To the editor:
I was more than a bit perplexed by the “Challenges to feeding, thinking about the hungry” article in the November 20 issue of the Catholic Herald. In the last paragraph it is noted that perhaps our world population needs to be moved down to a more sustainable level, from the current seven billion to perhaps three to five billion.
It concludes that no one at the symposium had any suggestions of how to get down to that level. Unfortunately too many people/organizations do have an answer to that question (i.e., Planned Parenthood, Margaret Sanger, UNFPA, Zero Population America, Hemlock Society, etc.) by promoting abortion, birth control, and euthanasia.

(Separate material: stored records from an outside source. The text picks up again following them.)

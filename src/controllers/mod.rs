use std::sync::Arc;
use std::time::Duration;

use chrono::{DateTime, Utc};
use kube::api::{Api, Patch, PatchParams};
use kube::{Client, ResourceExt};
use serde::Serialize;
use serde_json::json;
use tokio::sync::RwLock;
use tracing::*;
use url::Url;

use crate::resources::workspaces::{Workspace, WorkspaceStatus};
use crate::{is_conflict, Error, Metrics, Result};

pub mod culling;
pub mod workspace;

#[cfg(test)]
pub(crate) mod fixtures;

pub const DEFAULT_ISTIO_GATEWAY: &str = "kubeflow/kubeflow-gateway";
pub const DEFAULT_ISTIO_HOST: &str = "*";
pub const DEFAULT_CLUSTER_DOMAIN: &str = "cluster.local";
pub const DEFAULT_HTTP_TIMEOUT: Duration = Duration::from_secs(15);

/// Diagnostics to be exposed by the web server
#[derive(Clone, Serialize)]
pub struct Diagnostics {
    pub last_event: DateTime<Utc>,
}

impl Default for Diagnostics {
    fn default() -> Self {
        Self {
            last_event: Utc::now(),
        }
    }
}

/// Settings that reach the controllers from the command line or environment
#[derive(Clone, Debug)]
pub struct ControllerConfig {
    /// Gateway the generated VirtualServices attach to
    pub istio_gateway: String,
    /// Host the generated VirtualServices match
    pub istio_host: String,
    /// Domain used to build in-cluster service addresses
    pub cluster_domain: String,
    /// Timeout of the Jupyter activity probe
    pub http_timeout: Duration,
}

impl Default for ControllerConfig {
    fn default() -> Self {
        Self {
            istio_gateway: DEFAULT_ISTIO_GATEWAY.into(),
            istio_host: DEFAULT_ISTIO_HOST.into(),
            cluster_domain: DEFAULT_CLUSTER_DOMAIN.into(),
            http_timeout: DEFAULT_HTTP_TIMEOUT,
        }
    }
}

impl ControllerConfig {
    /// `<service>.<namespace>.svc.<cluster-domain>`
    pub fn service_host(&self, service_name: &str, service_namespace: &str) -> String {
        format!(
            "{service_name}.{service_namespace}.svc.{}",
            self.cluster_domain
        )
    }

    pub fn service_url(
        &self,
        service_name: &str,
        service_namespace: &str,
        port: i32,
        path: Option<&str>,
    ) -> Result<Url, url::ParseError> {
        let mut url = Url::parse(&format!(
            "http://{}:{port}",
            self.service_host(service_name, service_namespace)
        ))?;

        if let Some(path) = path {
            url.set_path(path)
        }

        Ok(url)
    }
}

/// State shared between the controllers and the web server
#[derive(Clone, Default)]
pub struct State {
    /// Diagnostics populated by the reconcilers
    pub diagnostics: Arc<RwLock<Diagnostics>>,
    /// Metrics registry
    pub registry: prometheus::Registry,
    config: ControllerConfig,
}

/// State wrapper around the controller outputs for the web server
impl State {
    pub fn new(config: ControllerConfig) -> Self {
        Self {
            diagnostics: Arc::new(RwLock::new(Diagnostics::default())),
            registry: prometheus::Registry::default(),
            config,
        }
    }

    pub fn config(&self) -> &ControllerConfig {
        &self.config
    }

    /// Metrics getter
    pub fn metrics(&self) -> Vec<prometheus::proto::MetricFamily> {
        self.registry.gather()
    }

    /// State getter
    pub async fn diagnostics(&self) -> Diagnostics {
        self.diagnostics.read().await.clone()
    }
}

/// Apply `update` to the workspace status and write it back, guarded by the resource version the status was
/// read at. On a conflict the workspace is fetched again and `update` re-applied, up to `attempts` times.
/// Nothing is written when `update` leaves the status unchanged.
pub(crate) async fn update_workspace_status<F>(
    client: &Client,
    ws: &Workspace,
    attempts: usize,
    update: F,
) -> Result<()>
where
    F: Fn(&mut WorkspaceStatus),
{
    let name = ws.name_any();
    let namespace = ws
        .namespace()
        .ok_or(Error::MissingObjectKey(".metadata.namespace"))?;
    let api: Api<Workspace> = Api::namespaced(client.clone(), &namespace);

    let mut current = ws.clone();
    for attempt in 1..=attempts {
        let old = current.status.clone();
        let mut new = old.clone().unwrap_or_default();
        update(&mut new);
        if old.as_ref() == Some(&new) {
            return Ok(());
        }

        let patch = json!({
            "metadata": { "resourceVersion": current.resource_version() },
            "status": new,
        });
        match api
            .patch_status(&name, &PatchParams::default(), &Patch::Merge(&patch))
            .await
        {
            Ok(_) => return Ok(()),
            Err(e) if is_conflict(&e) => {
                debug!("Status update of Workspace {name} conflicted (attempt {attempt}/{attempts})");
                if attempt < attempts {
                    current = api.get_status(&name).await?;
                }
            }
            Err(e) => return Err(e.into()),
        }
    }

    Err(Error::Conflict)
}

/// Run the workspace and culling controllers until shutdown
pub async fn run(client: Client, state: State) {
    let metrics = match Metrics::default().register(&state.registry) {
        Ok(metrics) => metrics,
        Err(e) => {
            error!("Could not register metrics: {e:?}");
            std::process::exit(1);
        }
    };

    futures::join!(
        workspace::run(client.clone(), metrics.clone(), state.clone()),
        culling::run(client, metrics, state),
    );
}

The fact that Mr. Fred Kirschenmann, a distinguished fellow, posed this question, would seem to indicate he may have an answer but did not want to verbalize it at a Faith & Food Summit. But by asking the question he is already giving the answer.
An article by David Brooks called “The Fertility Implosion,” published in the New York Times, takes a different perspective than Mr. Kirschenmann.

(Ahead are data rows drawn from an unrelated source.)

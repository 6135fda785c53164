use kube::CustomResourceExt;

fn main() -> anyhow::Result<()> {
    print!(
        "{}",
        serde_yaml::to_string(&workspaces_controller::resources::workspacekinds::WorkspaceKind::crd())?
    );
    Ok(())
}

Brooks writes, “Already, nearly half the world’s population lives in countries with birthrates below the replacement level. According to the Census Bureau, the total increase in global manpower between 2010 and 2030 will be just half the increase we experienced in the two decades that just ended. At the same time, according to work by the International Institute of Applied Systems Analysis, the growth in educational attainment around the world is slowing.

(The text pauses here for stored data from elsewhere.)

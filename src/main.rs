use std::fs::File;
use std::io::BufReader;
use std::path::{Path, PathBuf};
use std::time::Duration;

use actix_web::{
    get, middleware, web::Data, App, HttpRequest, HttpResponse, HttpServer, Responder,
};
use anyhow::Context as _;
use clap::Parser;
use prometheus::{Encoder, TextEncoder};
use tracing::*;

pub use workspaces_controller::{self, controllers, telemetry, webhook, ControllerConfig, State};

#[derive(Debug, clap::Parser)]
struct Arguments {
    /// Gateway the generated VirtualServices attach to
    #[arg(long, env = "ISTIO_GATEWAY", default_value = controllers::DEFAULT_ISTIO_GATEWAY)]
    istio_gateway: String,

    /// Host the generated VirtualServices match
    #[arg(long, env = "ISTIO_HOST", default_value = controllers::DEFAULT_ISTIO_HOST)]
    istio_host: String,

    #[arg(long, env = "CLUSTER_DOMAIN", default_value = controllers::DEFAULT_CLUSTER_DOMAIN)]
    cluster_domain: String,

    /// Timeout of the Jupyter activity probe
    #[arg(long, env = "HTTP_TIMEOUT_SECONDS", default_value_t = 15)]
    http_timeout_seconds: u64,

    /// Directory holding tls.crt and tls.key for the admission webhook.
    /// Without it the webhook is not served.
    #[arg(long, env = "WEBHOOK_CERT_DIR", value_name = "DIR")]
    webhook_cert_dir: Option<PathBuf>,

    #[arg(long, env = "WEBHOOK_PORT", default_value_t = 9443)]
    webhook_port: u16,

    #[arg(long, env = "METRICS_PORT", default_value_t = 8080)]
    metrics_port: u16,
}

impl Arguments {
    fn controller_config(&self) -> ControllerConfig {
        ControllerConfig {
            istio_gateway: self.istio_gateway.clone(),
            istio_host: self.istio_host.clone(),
            cluster_domain: self.cluster_domain.clone(),
            http_timeout: Duration::from_secs(self.http_timeout_seconds),
        }
    }
}

#[get("/metrics")]
async fn metrics(c: Data<State>, _req: HttpRequest) -> impl Responder {
    let metrics = c.metrics();
    let encoder = TextEncoder::new();
    let mut buffer = vec![];
    match encoder.encode(&metrics, &mut buffer) {
        Ok(()) => HttpResponse::Ok().body(buffer),
        Err(e) => {
            error!("Failed to encode metrics: {e}");
            HttpResponse::InternalServerError().finish()
        }
    }
}

#[get("/health")]
async fn health(_: HttpRequest) -> impl Responder {
    HttpResponse::Ok().json("healthy")
}

#[get("/")]
async fn index(c: Data<State>, _req: HttpRequest) -> impl Responder {
    let d = c.diagnostics().await;
    HttpResponse::Ok().json(&d)
}

fn load_tls_config(cert_dir: &Path) -> anyhow::Result<rustls::ServerConfig> {
    let cert_path = cert_dir.join("tls.crt");
    let key_path = cert_dir.join("tls.key");

    let mut certs = BufReader::new(
        File::open(&cert_path).with_context(|| format!("Failed to open {}", cert_path.display()))?,
    );
    let certs = rustls_pemfile::certs(&mut certs)
        .collect::<Result<Vec<_>, _>>()
        .with_context(|| format!("Failed to read certificates from {}", cert_path.display()))?;

    let mut key = BufReader::new(
        File::open(&key_path).with_context(|| format!("Failed to open {}", key_path.display()))?,
    );
    let key = rustls_pemfile::private_key(&mut key)
        .with_context(|| format!("Failed to read private key from {}", key_path.display()))?
        .with_context(|| format!("No private key found in {}", key_path.display()))?;

    rustls::ServerConfig::builder()
        .with_no_client_auth()
        .with_single_cert(certs, key)
        .context("Invalid webhook certificate")
}

#[tokio::main]
async fn main() -> anyhow::Result<()> {
    telemetry::init()?;

    let args: Arguments = Arguments::parse();

    if rustls::crypto::ring::default_provider()
        .install_default()
        .is_err()
    {
        anyhow::bail!("Failed to install the rustls crypto provider");
    }

    let client = kube::Client::try_default()
        .await
        .context("Failed to create kube client")?;

    // Initiatilize Kubernetes controller state
    let state = State::new(args.controller_config());
    let controller = controllers::run(client.clone(), state.clone());
    tokio::pin!(controller);

    let tls_config = args
        .webhook_cert_dir
        .as_deref()
        .map(load_tls_config)
        .transpose()?;
    if tls_config.is_none() {
        warn!("WEBHOOK_CERT_DIR is not set; admission webhook is disabled because the api server only calls it over TLS");
    }

    // Start web server
    let server_state = state.clone();
    let server = HttpServer::new(move || {
        App::new()
            .app_data(Data::new(server_state.clone()))
            .wrap(middleware::Logger::default().exclude("/health"))
            .service(index)
            .service(health)
            .service(metrics)
    })
    .bind(("0.0.0.0", args.metrics_port))?
    .shutdown_timeout(5)
    .run();
    tokio::pin!(server);

    let webhook_server = async move {
        let Some(tls_config) = tls_config else {
            return Ok(());
        };
        info!("Serving admission webhook over TLS on port {}", args.webhook_port);
        HttpServer::new(move || {
            App::new()
                .app_data(Data::new(client.clone()))
                .wrap(middleware::Logger::default())
                .configure(webhook::configure)
        })
        .bind_rustls_0_23(("0.0.0.0", args.webhook_port), tls_config)?
        .shutdown_timeout(5)
        .run()
        .await
    };

    // All runtimes implement graceful shutdown, so poll until all are done
    let (_, server, webhook_server) = tokio::join!(controller, server, webhook_server);
    server?;
    webhook_server?;
    Ok(())
}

“This leads to what the writer Philip Longman has called the gray tsunami — a situation in which huge shares of the population are over 60 and small shares are under 30.
“Some countries have it worse than others. Since the end of the Soviet Union, Russia has managed the trick of having low birthrates and high death rates. Russian life expectancy is basically the same as it was 50 years ago, and the nation’s population has declined by roughly six million since 1992,” writes Brooks.
If anyone wants to do more research on this, a good source is the Population Research Institute.